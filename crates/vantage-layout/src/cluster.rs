//! Directory-based clustering, shared by the clustered layout and by
//! cluster visualization.

use std::collections::BTreeMap;
use std::path::Path;

use glam::Vec3;

use vantage_scene::{Artifact, ArtifactId};

use crate::rings::ring_position;

/// Id of the synthetic cluster that absorbs unclustered artifacts.
pub const MISC_CLUSTER_ID: &str = "misc";

/// Fixed palette cycled by cluster index.
pub const CLUSTER_PALETTE: [[f32; 3]; 8] = [
    [0.31, 0.48, 0.84], // blue
    [0.84, 0.42, 0.31], // orange
    [0.38, 0.70, 0.42], // green
    [0.72, 0.38, 0.70], // purple
    [0.84, 0.73, 0.31], // yellow
    [0.31, 0.73, 0.76], // teal
    [0.80, 0.35, 0.48], // rose
    [0.55, 0.57, 0.62], // slate
];

/// A group of artifacts positioned together.
#[derive(Clone, Debug)]
pub struct ClusterInfo {
    /// Parent directory shared by the members, or [`MISC_CLUSTER_ID`].
    pub id: String,
    /// World-space cluster center.
    pub center: Vec3,
    /// Placement radius, `max(3, members * 0.5)`.
    pub radius: f32,
    /// Ids of every member artifact.
    pub member_ids: Vec<ArtifactId>,
    /// Palette color for visualization.
    pub color: [f32; 3],
}

/// Group artifacts by the parent directory of their file path.
///
/// Directories with a single artifact fold into the synthetic misc
/// cluster, so every artifact belongs to exactly one cluster. Named
/// cluster centers take evenly spaced slots on a ring of `cluster_radius`;
/// the misc cluster is centered above the origin.
pub fn build_clusters(artifacts: &[Artifact], cluster_radius: f32) -> Vec<ClusterInfo> {
    // BTreeMap keeps directory order deterministic across runs.
    let mut by_directory: BTreeMap<String, Vec<&ArtifactId>> = BTreeMap::new();
    let mut misc: Vec<&ArtifactId> = Vec::new();

    for artifact in artifacts {
        match parent_directory(&artifact.file_path) {
            Some(directory) => by_directory.entry(directory).or_default().push(&artifact.id),
            None => misc.push(&artifact.id),
        }
    }

    // Singleton directories are not real clusters; fold them into misc.
    let mut named: Vec<(String, Vec<&ArtifactId>)> = Vec::new();
    for (directory, members) in by_directory {
        if members.len() > 1 {
            named.push((directory, members));
        } else {
            misc.extend(members);
        }
    }

    let named_count = named.len();
    let mut clusters: Vec<ClusterInfo> = named
        .into_iter()
        .enumerate()
        .map(|(index, (directory, members))| ClusterInfo {
            id: directory,
            center: ring_position(index, named_count, cluster_radius, 0.0),
            radius: cluster_fit_radius(members.len()),
            member_ids: members.into_iter().cloned().collect(),
            color: CLUSTER_PALETTE[index % CLUSTER_PALETTE.len()],
        })
        .collect();

    if !misc.is_empty() {
        clusters.push(ClusterInfo {
            id: MISC_CLUSTER_ID.to_string(),
            center: Vec3::new(0.0, cluster_radius, 0.0),
            radius: cluster_fit_radius(misc.len()),
            member_ids: misc.into_iter().cloned().collect(),
            color: CLUSTER_PALETTE[named_count % CLUSTER_PALETTE.len()],
        });
    }

    clusters
}

/// Smallest placement radius that fits the member count.
fn cluster_fit_radius(members: usize) -> f32 {
    (members as f32 * 0.5).max(3.0)
}

/// Parent directory of a file path, if it has one.
fn parent_directory(file_path: &str) -> Option<String> {
    let parent = Path::new(file_path).parent()?;
    if parent.as_os_str().is_empty() {
        return None;
    }
    Some(parent.to_string_lossy().into_owned())
}

#[cfg(test)]
mod tests {
    use super::*;
    use std::collections::BTreeSet;

    fn artifact(id: &str, file_path: &str) -> Artifact {
        Artifact::new(id, file_path)
    }

    /// Four artifacts in one directory form one cluster of four with
    /// radius 3 and no misc bucket.
    #[test]
    fn test_single_directory_forms_one_cluster() {
        let artifacts = vec![
            artifact("user", "/src/models/user.rs"),
            artifact("post", "/src/models/post.rs"),
            artifact("tag", "/src/models/tag.rs"),
            artifact("vote", "/src/models/vote.rs"),
        ];
        let clusters = build_clusters(&artifacts, 20.0);
        assert_eq!(clusters.len(), 1);
        assert_eq!(clusters[0].id, "/src/models");
        assert_eq!(clusters[0].member_ids.len(), 4);
        assert_eq!(clusters[0].radius, 3.0);
    }

    /// Every artifact lands in exactly one cluster: member-id sets
    /// partition the artifact id set.
    #[test]
    fn test_clusters_partition_artifacts() {
        let artifacts = vec![
            artifact("a", "/src/models/a.rs"),
            artifact("b", "/src/models/b.rs"),
            artifact("c", "/src/views/c.rs"),
            artifact("d", "/src/views/d.rs"),
            artifact("lonely", "/scripts/build.rs"),
            artifact("rootless", "main.rs"),
        ];
        let clusters = build_clusters(&artifacts, 20.0);

        let mut seen: BTreeSet<&str> = BTreeSet::new();
        for cluster in &clusters {
            for id in &cluster.member_ids {
                assert!(seen.insert(id.as_str()), "{id} appears in two clusters");
            }
        }
        assert_eq!(seen.len(), artifacts.len());
    }

    /// Singleton directories fold into the misc cluster.
    #[test]
    fn test_singletons_fold_into_misc() {
        let artifacts = vec![
            artifact("a", "/src/models/a.rs"),
            artifact("b", "/src/models/b.rs"),
            artifact("lonely", "/scripts/build.rs"),
        ];
        let clusters = build_clusters(&artifacts, 20.0);
        assert_eq!(clusters.len(), 2);
        let misc = clusters.iter().find(|c| c.id == MISC_CLUSTER_ID).unwrap();
        assert_eq!(misc.member_ids.len(), 1);
        assert_eq!(misc.member_ids[0].as_str(), "lonely");
    }

    /// The misc center sits above the origin, off the named-cluster ring.
    #[test]
    fn test_misc_center_is_above_origin() {
        let artifacts = vec![artifact("lonely", "/scripts/build.rs")];
        let clusters = build_clusters(&artifacts, 20.0);
        assert_eq!(clusters.len(), 1);
        assert_eq!(clusters[0].center, Vec3::new(0.0, 20.0, 0.0));
    }

    /// Radius scales with membership but never drops below 3.
    #[test]
    fn test_radius_fits_member_count() {
        let artifacts: Vec<Artifact> = (0..10)
            .map(|i| artifact(&format!("a{i}"), &format!("/src/big/a{i}.rs")))
            .collect();
        let clusters = build_clusters(&artifacts, 20.0);
        assert_eq!(clusters[0].radius, 5.0);

        let small = vec![
            artifact("x", "/src/tiny/x.rs"),
            artifact("y", "/src/tiny/y.rs"),
        ];
        let clusters = build_clusters(&small, 20.0);
        assert_eq!(clusters[0].radius, 3.0);
    }

    /// Colors cycle through the palette by cluster index.
    #[test]
    fn test_palette_round_robin() {
        let mut artifacts = Vec::new();
        for d in 0..10 {
            artifacts.push(artifact(&format!("a{d}"), &format!("/src/d{d}/a.rs")));
            artifacts.push(artifact(&format!("b{d}"), &format!("/src/d{d}/b.rs")));
        }
        let clusters = build_clusters(&artifacts, 20.0);
        assert_eq!(clusters.len(), 10);
        assert_eq!(clusters[0].color, CLUSTER_PALETTE[0]);
        assert_eq!(clusters[8].color, CLUSTER_PALETTE[0]);
        assert_eq!(clusters[9].color, CLUSTER_PALETTE[1]);
    }

    /// Named cluster centers sit on the configured ring.
    #[test]
    fn test_named_centers_on_ring() {
        let artifacts = vec![
            artifact("a", "/src/models/a.rs"),
            artifact("b", "/src/models/b.rs"),
            artifact("c", "/src/views/c.rs"),
            artifact("d", "/src/views/d.rs"),
        ];
        let clusters = build_clusters(&artifacts, 24.0);
        for cluster in clusters.iter().filter(|c| c.id != MISC_CLUSTER_ID) {
            let horizontal = (cluster.center.x.powi(2) + cluster.center.z.powi(2)).sqrt();
            assert!((horizontal - 24.0).abs() < 1e-4);
        }
    }
}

· · ·

- Exercise requirements -
Give back the records word for word. Start at the first line, end at the line containing "named.push((directory, members));", and include both.

- Problem solution -
filename crates/vantage-layout/src/cluster.rs
//! Directory-based clustering, shared by the clustered layout and by
//! cluster visualization.

use std::collections::BTreeMap;
use std::path::Path;

use glam::Vec3;

use vantage_scene::{Artifact, ArtifactId};

use crate::rings::ring_position;

/// Id of the synthetic cluster that absorbs unclustered artifacts.
pub const MISC_CLUSTER_ID: &str = "misc";

/// Fixed palette cycled by cluster index.
pub const CLUSTER_PALETTE: [[f32; 3]; 8] = [
    [0.31, 0.48, 0.84], // blue
    [0.84, 0.42, 0.31], // orange
    [0.38, 0.70, 0.42], // green
    [0.72, 0.38, 0.70], // purple
    [0.84, 0.73, 0.31], // yellow
    [0.31, 0.73, 0.76], // teal
    [0.80, 0.35, 0.48], // rose
    [0.55, 0.57, 0.62], // slate
];

/// A group of artifacts positioned together.
#[derive(Clone, Debug)]
pub struct ClusterInfo {
    /// Parent directory shared by the members, or [`MISC_CLUSTER_ID`].
    pub id: String,
    /// World-space cluster center.
    pub center: Vec3,
    /// Placement radius, `max(3, members * 0.5)`.
    pub radius: f32,
    /// Ids of every member artifact.
    pub member_ids: Vec<ArtifactId>,
    /// Palette color for visualization.
    pub color: [f32; 3],
}

/// Group artifacts by the parent directory of their file path.
///
/// Directories with a single artifact fold into the synthetic misc
/// cluster, so every artifact belongs to exactly one cluster. Named
/// cluster centers take evenly spaced slots on a ring of `cluster_radius`;
/// the misc cluster is centered above the origin.
pub fn build_clusters(artifacts: &[Artifact], cluster_radius: f32) -> Vec<ClusterInfo> {
    // BTreeMap keeps directory order deterministic across runs.
    let mut by_directory: BTreeMap<String, Vec<&ArtifactId>> = BTreeMap::new();
    let mut misc: Vec<&ArtifactId> = Vec::new();

    for artifact in artifacts {
        match parent_directory(&artifact.file_path) {
            Some(directory) => by_directory.entry(directory).or_default().push(&artifact.id),
            None => misc.push(&artifact.id),
        }
    }

    // Singleton directories are not real clusters; fold them into misc.
    let mut named: Vec<(String, Vec<&ArtifactId>)> = Vec::new();
    for (directory, members) in by_directory {
        if members.len() > 1 {
            named.push((directory, members));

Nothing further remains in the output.